Par ordre croissant d’importance, trois éléments principaux du document méritent attention :

  • – la programmation d’OPÉRATIONS IMMOBILIÈRES spécifiques. Le caractère provocateur de certaines d’entre-elles – telles les privatisations du rez-de-jardin du Palais-Universitaire et du bâtiment de l’Institut de physique – ne doit pas masquer les éléments plus importants du dispositif envisagé, qui sont les suivants,
  • – la DÉVOLUTION DU PATRIMOINE. Elle correspond au transfert par l’État de la pleine propriété et de la pleine responsabilité des biens immobiliers à l’Université de Strasbourg qui en disposera à sa guise, pour les vendre éventuellement, et devra en assumer toutes les charges afférentes, telle que l’assurance des bâtiments,
  • – la CRÉATION DE FILIALES de l’Université de Strasbourg, à qui sera confiée la gestion des biens immobiliers et les activités commerciales associées. En effet, la simple vente des quelques villas de la Neustadt dont la cession est envisageable ne justifie pas une opération de dévolution. Afin de valoriser plus profondément le patrimoine et de créer de nouveaux moyens financiers, il est envisagé que l’université se dote des outils de gestion commerciale nécessaires.
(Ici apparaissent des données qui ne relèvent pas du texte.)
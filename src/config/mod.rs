//! Configuration management for jornada.
//!
//! This module handles loading settings from `~/.jornada/`.

mod paths;
mod settings;

pub use paths::{Paths, HOME_ENV};
pub use settings::{ColorSetting, GeneralSettings, PlanDefaults, Settings, TaskSettings, TimerSettings};
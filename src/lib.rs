//! jornada - focus-session planner and resumable Pomodoro timer
//!
//! Splits a work period into focus sessions and breaks, assigns queued work
//! items to the focus sessions, and runs a countdown whose full state is
//! saved on every transition so any process can resume it.

#![deny(unsafe_code)]
#![deny(clippy::unwrap_used)]
#![deny(clippy::expect_used)]
#![warn(clippy::pedantic)]
#![warn(clippy::nursery)]
#![allow(clippy::module_name_repetitions)]

pub mod cli;
pub mod config;
pub mod error;
pub mod focus;
pub mod output;
pub mod storage;
pub mod tasks;
pub mod tui;

pub use cli::args::{Cli, Commands, OutputFormat};
pub use error::JornadaError;
pub use focus::{Persistence, TimerEngine};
Ce dernier point est le plus critique. Il constitue un choix majeur pour l’avenir. On risque premièrement de dévoyer une Université qui voudra devenir un acteur économique au lieu de se consacrer à l’enseignement et la recherche. Deuxièmement, dans la continuité du processus le transfert de compétence de la LRU, la gestion de l’université va devenir plus complexe et sa maîtrise sera réservée à des spécialistes, intégrés dans des services administratifs renforcés. La gestion démocratique de l’Université centrée sur les missions d’enseignement et de recherche définies par les enseignants-chercheurs avec les personnels biatss et les étudiants sera mise en péril et une gouvernance imposée de l’extérieur se développera sur le modèle déjà en vigueur dans d’autres pays. Enfin, l’État va se désengager financièrement en poussant l’Université à assurer ses propres financements à travers la valorisation programmée de son patrimoine immobilier et le développement d’activités commerciales qui lui seront liées.
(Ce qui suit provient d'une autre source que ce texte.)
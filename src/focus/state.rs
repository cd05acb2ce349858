//! Plan configuration, sessions and the persisted engine state.
//!
//! The serde layout of these types is the persisted JSON format, shared with
//! every other process reading the same store. Field names are camelCase and
//! must not change.

use chrono::{DateTime, Utc};
use serde::{Deserialize, Serialize};

use crate::error::JornadaError;

/// Duration settings for one jornada.
#[derive(Debug, Clone, Copy, PartialEq, Eq, Serialize, Deserialize)]
#[serde(rename_all = "camelCase")]
pub struct PlanConfig {
    /// Length of the whole work period.
    pub total_duration_minutes: u32,
    /// Length of each focus session.
    pub focus_minutes: u32,
    /// Length of a short break.
    pub short_break_minutes: u32,
    /// Length of a long break.
    pub long_break_minutes: u32,
    /// A long break follows every n-th focus session.
    pub long_break_interval: u32,
}

impl Default for PlanConfig {
    fn default() -> Self {
        Self {
            total_duration_minutes: 240,
            focus_minutes: 25,
            short_break_minutes: 5,
            long_break_minutes: 15,
            long_break_interval: 4,
        }
    }
}

/// Upper bound for every duration field: one week.
pub const MAX_DURATION_MINUTES: u32 = 7 * 24 * 60;

impl PlanConfig {
    /// Check that every field is positive and every duration is at most
    /// [`MAX_DURATION_MINUTES`].
    ///
    /// Planning with a zero focus length would never terminate, so every
    /// caller must run this before handing a configuration to the planner.
    ///
    /// # Errors
    ///
    /// Returns `JornadaError::Config` naming the first field out of range.
    pub fn validate(&self) -> Result<(), JornadaError> {
        let durations = [
            ("totalDurationMinutes", self.total_duration_minutes),
            ("focusMinutes", self.focus_minutes),
            ("shortBreakMinutes", self.short_break_minutes),
            ("longBreakMinutes", self.long_break_minutes),
        ];

        for (name, value) in durations {
            if value == 0 {
                return Err(JornadaError::Config(format!(
                    "{name} must be greater than zero"
                )));
            }
            if value > MAX_DURATION_MINUTES {
                return Err(JornadaError::Config(format!(
                    "{name} must be at most {MAX_DURATION_MINUTES} minutes"
                )));
            }
        }

        if self.long_break_interval == 0 {
            return Err(JornadaError::Config(
                "longBreakInterval must be greater than zero".to_string(),
            ));
        }

        Ok(())
    }
}

/// Kind of interval in a plan.
#[derive(Debug, Clone, Copy, PartialEq, Eq, Hash, Serialize, Deserialize)]
#[serde(rename_all = "snake_case")]
pub enum SessionKind {
    Focus,
    ShortBreak,
    LongBreak,
}

impl SessionKind {
    /// Get display name.
    #[must_use]
    pub const fn display_name(&self) -> &'static str {
        match self {
            Self::Focus => "Focus",
            Self::ShortBreak => "Short Break",
            Self::LongBreak => "Long Break",
        }
    }

    /// Check if this is a break type.
    #[must_use]
    pub const fn is_break(&self) -> bool {
        matches!(self, Self::ShortBreak | Self::LongBreak)
    }
}

impl std::fmt::Display for SessionKind {
    fn fmt(&self, f: &mut std::fmt::Formatter<'_>) -> std::fmt::Result {
        write!(f, "{}", self.display_name())
    }
}

/// One interval of a plan.
#[derive(Debug, Clone, PartialEq, Eq, Serialize, Deserialize)]
#[serde(rename_all = "camelCase")]
pub struct Session {
    /// Position in the plan, starting at 0.
    pub index: usize,
    #[serde(rename = "type")]
    pub kind: SessionKind,
    pub duration_minutes: u32,
    /// Work item assigned by the distributor. Always `None` for breaks.
    #[serde(rename = "taskId")]
    pub work_item_id: Option<String>,
    pub label: String,
}

impl Session {
    /// Full length of this session in seconds.
    #[must_use]
    pub const fn duration_seconds(&self) -> u32 {
        self.duration_minutes.saturating_mul(60)
    }
}

/// Top-level state of the timer engine.
#[derive(Debug, Clone, Copy, PartialEq, Eq, Default, Serialize, Deserialize)]
#[serde(rename_all = "lowercase")]
pub enum Phase {
    #[default]
    Setup,
    Active,
    Completed,
}

impl std::fmt::Display for Phase {
    fn fmt(&self, f: &mut std::fmt::Formatter<'_>) -> std::fmt::Result {
        match self {
            Self::Setup => write!(f, "setup"),
            Self::Active => write!(f, "active"),
            Self::Completed => write!(f, "completed"),
        }
    }
}

/// The full snapshot written to the state store on every transition.
#[derive(Debug, Clone, PartialEq, Eq, Serialize, Deserialize)]
#[serde(rename_all = "camelCase")]
pub struct EngineState {
    pub phase: Phase,
    /// Configuration the current plan was built from.
    pub config: PlanConfig,
    pub sessions: Vec<Session>,
    /// Work items queued for the next start.
    #[serde(rename = "taskIds")]
    pub work_item_ids: Vec<String>,
    #[serde(rename = "currentSessionIndex")]
    pub current_index: usize,
    #[serde(rename = "timeRemainingSeconds")]
    pub remaining_seconds: u32,
    pub is_paused: bool,
    pub started_at: Option<DateTime<Utc>>,
}

impl EngineState {
    /// Setup defaults carrying the given configuration.
    #[must_use]
    pub const fn setup(config: PlanConfig) -> Self {
        Self {
            phase: Phase::Setup,
            config,
            sessions: Vec::new(),
            work_item_ids: Vec::new(),
            current_index: 0,
            remaining_seconds: 0,
            is_paused: false,
            started_at: None,
        }
    }

    /// The session the countdown is on, if any.
    #[must_use]
    pub fn current_session(&self) -> Option<&Session> {
        if self.phase == Phase::Setup {
            return None;
        }
        self.sessions.get(self.current_index)
    }

    /// Whether the tick source should be running for this state.
    #[must_use]
    pub fn is_ticking(&self) -> bool {
        self.phase == Phase::Active && !self.is_paused
    }

    /// Bring a state loaded from storage back within its invariants.
    ///
    /// Returns a description of each repair made; an empty list means the
    /// state was already consistent.
    pub fn repair(&mut self) -> Vec<String> {
        let mut repairs = Vec::new();

        match self.phase {
            Phase::Setup => {
                let clean = self.sessions.is_empty()
                    && self.current_index == 0
                    && self.remaining_seconds == 0
                    && !self.is_paused
                    && self.started_at.is_none();
                if !clean {
                    repairs.push("setup state carried a leftover plan".to_string());
                    self.reset_plan();
                }
            }
            Phase::Active | Phase::Completed => {
                if self.sessions.is_empty() {
                    repairs.push(format!("{} state had no sessions", self.phase));
                    self.reset_plan();
                } else if self.current_index >= self.sessions.len() {
                    repairs.push(format!(
                        "session index {} out of range for {} sessions",
                        self.current_index,
                        self.sessions.len()
                    ));
                    self.reset_plan();
                } else {
                    let limit = self.sessions[self.current_index].duration_seconds();
                    if self.remaining_seconds > limit {
                        repairs.push(format!(
                            "remaining time {}s exceeds session length {limit}s",
                            self.remaining_seconds
                        ));
                        self.remaining_seconds = limit;
                    }
                }
            }
        }

        repairs
    }

    // Queued work items survive a repair; only the plan is discarded.
    fn reset_plan(&mut self) {
        let work_item_ids = std::mem::take(&mut self.work_item_ids);
        *self = Self::setup(self.config);
        self.work_item_ids = work_item_ids;
    }
}

impl Default for EngineState {
    fn default() -> Self {
        Self::setup(PlanConfig::default())
    }
}

#[cfg(test)]
mod tests {
    use super::*;

    fn focus(index: usize, minutes: u32) -> Session {
        Session {
            index,
            kind: SessionKind::Focus,
            duration_minutes: minutes,
            work_item_id: None,
            label: format!("Focus #{}", index + 1),
        }
    }

    #[test]
    fn test_validate_rejects_zero_fields() {
        assert!(PlanConfig::default().validate().is_ok());

        let config = PlanConfig {
            focus_minutes: 0,
            ..PlanConfig::default()
        };
        let err = config.validate().unwrap_err();
        assert!(err.to_string().contains("focusMinutes"));

        let config = PlanConfig {
            long_break_interval: 0,
            ..PlanConfig::default()
        };
        assert!(config.validate().is_err());
    }

    #[test]
    fn test_validate_bounds_durations_at_one_week() {
        let at_bound = PlanConfig {
            total_duration_minutes: MAX_DURATION_MINUTES,
            focus_minutes: MAX_DURATION_MINUTES,
            short_break_minutes: MAX_DURATION_MINUTES,
            long_break_minutes: MAX_DURATION_MINUTES,
            long_break_interval: u32::MAX,
        };
        assert!(at_bound.validate().is_ok());

        let config = PlanConfig {
            total_duration_minutes: 80_000_000,
            focus_minutes: 80_000_000,
            ..PlanConfig::default()
        };
        let err = config.validate().unwrap_err();
        assert!(matches!(err, JornadaError::Config(_)));
        assert!(err.to_string().contains("totalDurationMinutes"));

        let config = PlanConfig {
            long_break_minutes: MAX_DURATION_MINUTES + 1,
            ..PlanConfig::default()
        };
        assert!(config.validate().unwrap_err().to_string().contains("at most"));
    }

    #[test]
    fn test_duration_seconds_saturates() {
        assert_eq!(focus(0, 25).duration_seconds(), 1500);
        assert_eq!(focus(0, u32::MAX).duration_seconds(), u32::MAX);
    }

    #[test]
    fn test_setup_state_json_shape() {
        let state = EngineState::setup(PlanConfig::default());
        let value = serde_json::to_value(&state).unwrap();

        assert_eq!(value["phase"], "setup");
        assert_eq!(value["config"]["totalDurationMinutes"], 240);
        assert_eq!(value["config"]["longBreakInterval"], 4);
        assert_eq!(value["taskIds"], serde_json::json!([]));
        assert_eq!(value["currentSessionIndex"], 0);
        assert_eq!(value["timeRemainingSeconds"], 0);
        assert_eq!(value["isPaused"], false);
        assert!(value["startedAt"].is_null());
    }

    #[test]
    fn test_session_json_shape() {
        let session = Session {
            index: 1,
            kind: SessionKind::ShortBreak,
            duration_minutes: 5,
            work_item_id: None,
            label: "Short Break".to_string(),
        };
        let value = serde_json::to_value(&session).unwrap();

        assert_eq!(value["type"], "short_break");
        assert_eq!(value["durationMinutes"], 5);
        assert!(value["taskId"].is_null());
        assert_eq!(value["label"], "Short Break");
    }

    #[test]
    fn test_parse_persisted_active_state() {
        let json = r#"{
            "phase": "active",
            "config": {"totalDurationMinutes": 70, "focusMinutes": 25,
                       "shortBreakMinutes": 5, "longBreakMinutes": 15, "longBreakInterval": 2},
            "sessions": [{"index": 0, "type": "focus", "durationMinutes": 25,
                          "taskId": "A", "label": "Focus #1"}],
            "taskIds": ["A"],
            "currentSessionIndex": 0,
            "timeRemainingSeconds": 1200,
            "isPaused": true,
            "startedAt": "2026-10-15T09:00:00Z"
        }"#;

        let state: EngineState = serde_json::from_str(json).unwrap();
        assert_eq!(state.phase, Phase::Active);
        assert_eq!(state.sessions[0].work_item_id.as_deref(), Some("A"));
        assert_eq!(state.remaining_seconds, 1200);
        assert!(state.is_paused);
        assert!(state.started_at.is_some());
    }

    #[test]
    fn test_repair_clamps_remaining() {
        let mut state = EngineState::setup(PlanConfig::default());
        state.phase = Phase::Active;
        state.sessions = vec![focus(0, 25)];
        state.remaining_seconds = 9999;

        let repairs = state.repair();
        assert_eq!(repairs.len(), 1);
        assert_eq!(state.remaining_seconds, 1500);
        assert_eq!(state.phase, Phase::Active);
    }

    #[test]
    fn test_repair_resets_out_of_range_index() {
        let mut state = EngineState::setup(PlanConfig::default());
        state.phase = Phase::Active;
        state.sessions = vec![focus(0, 25)];
        state.current_index = 3;

        assert!(!state.repair().is_empty());
        assert_eq!(state, EngineState::setup(PlanConfig::default()));
    }

    #[test]
    fn test_repair_leaves_consistent_state_alone() {
        let mut state = EngineState::setup(PlanConfig::default());
        state.work_item_ids = vec!["A".to_string()];
        assert!(state.repair().is_empty());
        assert_eq!(state.work_item_ids, vec!["A".to_string()]);
    }

    #[test]
    fn test_current_session_hidden_in_setup() {
        let state = EngineState::default();
        assert!(state.current_session().is_none());
        assert!(!state.is_ticking());
    }
}
use anyhow::{Context as _, Result};
use clap::Parser;
use colored::Colorize;
use tracing_subscriber::EnvFilter;

use jornada::cli::args::{Cli, Commands};
use jornada::cli::commands::{self, Context};
use jornada::config::{Paths, Settings};
use jornada::error::JornadaError;

fn main() {
    let cli = Cli::parse();
    init_tracing(cli.verbose);

    if let Err(e) = run(cli) {
        eprintln!("{}: {:#}", "error".red().bold(), e);
        let code = e.downcast_ref::<JornadaError>().map_or(1, JornadaError::exit_code);
        std::process::exit(code);
    }
}

/// Log to stderr so stdout stays clean for `--output json`.
fn init_tracing(verbose: bool) {
    let default = if verbose { "jornada=debug" } else { "warn" };
    tracing_subscriber::fmt()
        .with_writer(std::io::stderr)
        .with_env_filter(EnvFilter::try_from_default_env().unwrap_or_else(|_| EnvFilter::new(default)))
        .with_target(false)
        .init();
}

fn run(cli: Cli) -> Result<()> {
    let paths = Paths::new()?;
    let settings = Settings::load(&paths)
        .with_context(|| format!("loading {}", paths.config_file.display()))?;
    settings.general.color.apply();

    let format = cli.output.unwrap_or(settings.general.default_output);
    tracing::debug!(root = %paths.root.display(), ?format, "starting");
    let ctx = Context::new(paths, settings, format);

    let output = match cli.command {
        Commands::Plan { task } => commands::plan(&ctx, &task)?,
        Commands::Config(args) => commands::config(&ctx, args.command)?,
        Commands::Tasks(args) => commands::tasks(&ctx, args.command)?,
        Commands::Start => commands::start(&ctx)?,
        Commands::Pause => commands::pause(&ctx)?,
        Commands::Resume => commands::resume(&ctx)?,
        Commands::Skip => commands::skip(&ctx)?,
        Commands::Back => commands::back(&ctx)?,
        Commands::Stop => commands::stop(&ctx)?,
        Commands::Status => commands::status(&ctx)?,
        Commands::Run => {
            jornada::tui::run(&ctx)?;
            String::new()
        }
        Commands::Completions { shell, install } => commands::completions(&shell, install)?,
    };

    if !output.is_empty() {
        println!("{output}");
    }
    Ok(())
}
Le SDI, proposé par la société COS pour un coût de 400.000 €, ne présente pas de liste claire des points qu’il nous est proposé d’adopter. Le processus menant à la dévolution est enclenché sans qu’apparaisse, comme cela avait été promis initialement par la présidence, une solution alternative vers laquelle pourrait se porter notre choix. En effet, la proposition de délibération est formulée de la manière suivante :

« Le Conseil d’administration de l’Université de Strasbourg approuve le projet de Schéma directeur immobilier (SDI) portant sur la période 2022-2042 et l’engagement de négociations avec les ministères concernés en vue d’étudier la candidature de l’établissement à la dévolution du patrimoine, cette hypothèse étant intégrée dans ce SDI. »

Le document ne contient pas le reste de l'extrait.